Hi, I am doing a project where I create parser that can be used to guide LLMs.
Here is a link if you like to check it out:
I have two, possibly related, problems. I am using huggingface transformers and TinyLlama/TinyLlama_v1.1. I’m on a laptop with no GPU.
Problem 1: I want to have a dictionary of token_string → token_id, where the token_string has the tokenizers special characters like space and newline translated into the normal ’ ', ‘\n’. I’m doing regex matching against the token strings.

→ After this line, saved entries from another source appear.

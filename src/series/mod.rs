//! Series module - labeled one-dimensional data
//!
//! A Series pairs a value buffer with axis labels. Extractions from a
//! virtual frame that reduce one dimension produce a Series; its labels may
//! be flat or hierarchical depending on the label-retention policy.

use std::fmt::{self, Debug, Display};
use std::hash::Hash;

use crate::core::error::{Error, Result};
use crate::core::hier_index::AxisLabels;
use crate::core::index::Index;

const DISPLAY_MAX_ROWS: usize = 10;

/// Series data structure
///
/// A one-dimensional array with axis labels.
#[derive(Debug, Clone, PartialEq)]
pub struct Series<L, T>
where
    L: Debug + Clone + Eq + Hash + Display,
    T: Debug + Clone,
{
    /// Axis labels, one per value
    index: AxisLabels<L>,
    /// Series data values
    values: Vec<T>,
    /// Optional name for the series
    name: Option<String>,
}

impl<L, T> Series<L, T>
where
    L: Debug + Clone + Eq + Hash + Display,
    T: Debug + Clone,
{
    /// Create a new Series
    ///
    /// # Errors
    /// Returns `Error::LengthMismatch` if labels and values differ in length
    pub fn new(index: AxisLabels<L>, values: Vec<T>, name: Option<String>) -> Result<Self> {
        if index.len() != values.len() {
            return Err(Error::LengthMismatch {
                expected: index.len(),
                actual: values.len(),
            });
        }
        Ok(Self {
            index,
            values,
            name,
        })
    }

    /// Create a new Series over a flat index
    pub fn from_values(index: Index<L>, values: Vec<T>, name: Option<String>) -> Result<Self> {
        Self::new(AxisLabels::Flat(index), values, name)
    }

    /// Get the length of the Series
    pub fn len(&self) -> usize {
        self.values.len()
    }

    /// Check if the Series is empty
    pub fn is_empty(&self) -> bool {
        self.values.is_empty()
    }

    /// Get an element at a position
    pub fn get(&self, pos: usize) -> Option<&T> {
        self.values.get(pos)
    }

    /// Get a reference to the values in the Series
    pub fn values(&self) -> &[T] {
        &self.values
    }

    /// Get the axis labels
    pub fn index(&self) -> &AxisLabels<L> {
        &self.index
    }

    /// Get the name of the Series
    pub fn name(&self) -> Option<&str> {
        self.name.as_deref()
    }

    /// Copy the Series with a new name
    pub fn rename(&self, name: Option<String>) -> Self {
        let mut out = self.clone();
        out.name = name;
        out
    }

    /// Wrap every label with an outer level, turning flat labels hierarchical
    pub fn add_outer_label(&self, outer: &L) -> Result<Self> {
        Ok(Self {
            index: self.index.add_outer(outer)?,
            values: self.values.clone(),
            name: self.name.clone(),
        })
    }

    /// Concatenate several Series in input order
    ///
    /// The name is kept only when every part agrees on it.
    pub fn concat(parts: &[Self]) -> Result<Self> {
        let first = parts
            .first()
            .ok_or_else(|| Error::EmptyData("no series to concatenate".to_string()))?;
        let index = AxisLabels::concat(parts.iter().map(|p| &p.index))?;
        let mut values = Vec::with_capacity(index.len());
        for part in parts {
            values.extend(part.values.iter().cloned());
        }
        let name = if parts.iter().all(|p| p.name == first.name) {
            first.name.clone()
        } else {
            None
        };
        Self::new(index, values, name)
    }
}

impl<L, T> Display for Series<L, T>
where
    L: Debug + Clone + Eq + Hash + Display,
    T: Debug + Clone + Display,
{
    fn fmt(&self, f: &mut fmt::Formatter<'_>) -> fmt::Result {
        match &self.name {
            Some(name) => writeln!(f, "Series: {}", name)?,
            None => writeln!(f, "Series")?,
        }
        let max_show = self.len().min(DISPLAY_MAX_ROWS);
        for pos in 0..max_show {
            if let Some(label) = self.index.label_at(pos) {
                writeln!(f, "  {}  {}", label, self.values[pos])?;
            }
        }
        if self.len() > max_show {
            writeln!(f, "  ...")?;
            writeln!(f, "  {} rows total", self.len())?;
        }
        Ok(())
    }
}
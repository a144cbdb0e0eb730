//! Axis iteration for virtual frames
//!
//! Cross-sections stream one partition at a time, in bus order, without
//! prefetch. Only the direction whose cross-sections live wholly inside
//! single partitions is supported; the orthogonal direction would span
//! many partitions per cross-section and is rejected up front.

use std::fmt::{Debug, Display};
use std::hash::Hash;
use std::sync::Arc;

use crate::bus::Bus;
use crate::core::axis::Axis;
use crate::core::error::{Error, Result};
use crate::core::hier_index::Label;
use crate::frame::Frame;
use crate::series::Series;
use crate::virtual_frame::VirtualFrame;

/// Lazy cross-section iterator: raw value arrays, partition by partition
///
/// A fresh, single-pass sequence per invocation; restart by re-invoking
/// the accessor. A partition fetch failure yields one `Err` and ends the
/// sequence.
pub struct AxisArrays<'a, L, T>
where
    L: Debug + Clone + Eq + Hash + Display,
    T: Debug + Clone,
{
    bus: &'a Bus<L, T>,
    yield_rows: bool,
    part_pos: usize,
    current: Option<Arc<Frame<L, T>>>,
    cross_pos: usize,
    failed: bool,
}

impl<L, T> Iterator for AxisArrays<'_, L, T>
where
    L: Debug + Clone + Eq + Hash + Display,
    T: Debug + Clone,
{
    type Item = Result<Vec<T>>;

    fn next(&mut self) -> Option<Self::Item> {
        if self.failed {
            return None;
        }
        loop {
            if let Some(frame) = &self.current {
                let count = if self.yield_rows {
                    frame.rows()
                } else {
                    frame.cols()
                };
                if self.cross_pos < count {
                    let values = if self.yield_rows {
                        frame.row(self.cross_pos)
                    } else {
                        frame.column(self.cross_pos)
                    };
                    self.cross_pos += 1;
                    return values.map(Ok);
                }
                self.current = None;
            }
            if self.part_pos >= self.bus.len() {
                return None;
            }
            match self.bus.get_by_position(self.part_pos) {
                Ok(frame) => {
                    self.current = Some(frame);
                    self.cross_pos = 0;
                    self.part_pos += 1;
                }
                Err(err) => {
                    self.failed = true;
                    return Some(Err(err));
                }
            }
        }
    }
}

impl<L, T> VirtualFrame<L, T>
where
    L: Debug + Clone + Eq + Hash + Display,
    T: Debug + Clone,
{
    /// Whether `axis` names a streamable direction, resolving axis state
    /// first
    ///
    /// `axis` 0 produces one value per column, 1 one value per row; the
    /// direction orthogonal to the partitioning is rejected.
    fn check_iteration(&self, axis: usize) -> Result<bool> {
        self.resolved()?;
        let yield_rows = match axis {
            1 => true,
            0 => false,
            other => return Err(Error::InvalidAxis(other)),
        };
        let supported = match self.partition_axis_enum() {
            Axis::Rows => yield_rows,
            Axis::Columns => !yield_rows,
        };
        if !supported {
            return Err(Error::UnsupportedIterationDirection);
        }
        Ok(yield_rows)
    }

    /// Iterator of raw value arrays drawn from columns (axis 0) or rows
    /// (axis 1)
    pub fn iter_array(&self, axis: usize) -> Result<AxisArrays<'_, L, T>> {
        let yield_rows = self.check_iteration(axis)?;
        Ok(AxisArrays {
            bus: self.bus(),
            yield_rows,
            part_pos: 0,
            current: None,
            cross_pos: 0,
            failed: false,
        })
    }

    /// Iterator of (label, raw value array) pairs, labels drawn from the
    /// unified axis labels in position order
    pub fn iter_array_items(
        &self,
        axis: usize,
    ) -> Result<impl Iterator<Item = Result<(Label<L>, Vec<T>)>> + '_> {
        let arrays = self.iter_array(axis)?;
        let axes = self.resolved()?;
        let labels = if axis == 1 { &axes.index } else { &axes.columns };
        Ok(labels
            .iter_labels()
            .zip(arrays)
            .map(|(label, values)| values.map(|v| (label, v))))
    }

    /// Iterator of labeled series drawn from columns (axis 0) or rows
    /// (axis 1); each series is indexed by the unified labels of the
    /// opposite axis and named after its own label
    pub fn iter_series(
        &self,
        axis: usize,
    ) -> Result<impl Iterator<Item = Result<Series<L, T>>> + '_> {
        let items = self.iter_array_items(axis)?;
        let axes = self.resolved()?;
        let opposite = if axis == 1 {
            axes.columns.clone()
        } else {
            axes.index.clone()
        };
        Ok(items.map(move |item| {
            item.and_then(|(label, values)| {
                Series::new(opposite.clone(), values, Some(label.to_string()))
            })
        }))
    }

    /// Iterator of (label, labeled series) pairs
    pub fn iter_series_items(
        &self,
        axis: usize,
    ) -> Result<impl Iterator<Item = Result<(Label<L>, Series<L, T>)>> + '_> {
        let series = self.iter_series(axis)?;
        let axes = self.resolved()?;
        let labels = if axis == 1 { &axes.index } else { &axes.columns };
        Ok(labels
            .iter_labels()
            .zip(series)
            .map(|(label, s)| s.map(|s| (label, s))))
    }
}
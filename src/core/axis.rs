use serde::{Deserialize, Serialize};

use crate::core::error::{Error, Result};

/// Axis of a 2-dimensional container: `Rows` (0) or `Columns` (1)
#[derive(Debug, Clone, Copy, PartialEq, Eq, Serialize, Deserialize)]
pub enum Axis {
    Rows,
    Columns,
}

impl Axis {
    /// Validates a numeric axis argument
    ///
    /// # Errors
    /// Returns `Error::InvalidAxis` for any value other than 0 or 1
    pub fn from_usize(axis: usize) -> Result<Self> {
        match axis {
            0 => Ok(Axis::Rows),
            1 => Ok(Axis::Columns),
            other => Err(Error::InvalidAxis(other)),
        }
    }

    /// Returns the numeric form of the axis
    pub fn as_usize(&self) -> usize {
        match self {
            Axis::Rows => 0,
            Axis::Columns => 1,
        }
    }

    /// Returns the opposite axis
    pub fn flip(&self) -> Self {
        match self {
            Axis::Rows => Axis::Columns,
            Axis::Columns => Axis::Rows,
        }
    }
}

Currently I am achiving this by using the following function:
def fix_token( s ) :
return s.replace( chr( 9601 ), ' ' ).replace( '<0x0A>', '\n' )
I’m thinking there is a better way to achieve this by using the tokenizer.
I’ve tried tried the following :
s1 = tokenizer.convert_ids_to_tokens( [ 29504 ] )
print( 's1', s1 )
s2 = tokenizer.convert_tokens_to_string( s1 )
print( 's2', [ s2 ] )
s3 = tokenizer.decode( [ 29504 ] )
print( 's3', [ s3 ] )
which outputs:
s1 ['▁terminate']
s2 ['terminate']
s3 ['terminate']
Strangely convert_tokens_to_string handles newline “correctly”. The output I am hoping for starts with an ordinary space like this:
[' terminate']
Problem 2: The second problem is that ‘’ sometimes encodes to something that decodes to ' ', that is adding a succeeding space.
Notice that I am decoding the output_ids of model.generate ( to use for regex pattern matching ) and then I encode it again so that
the model get the expected tokenization of the string.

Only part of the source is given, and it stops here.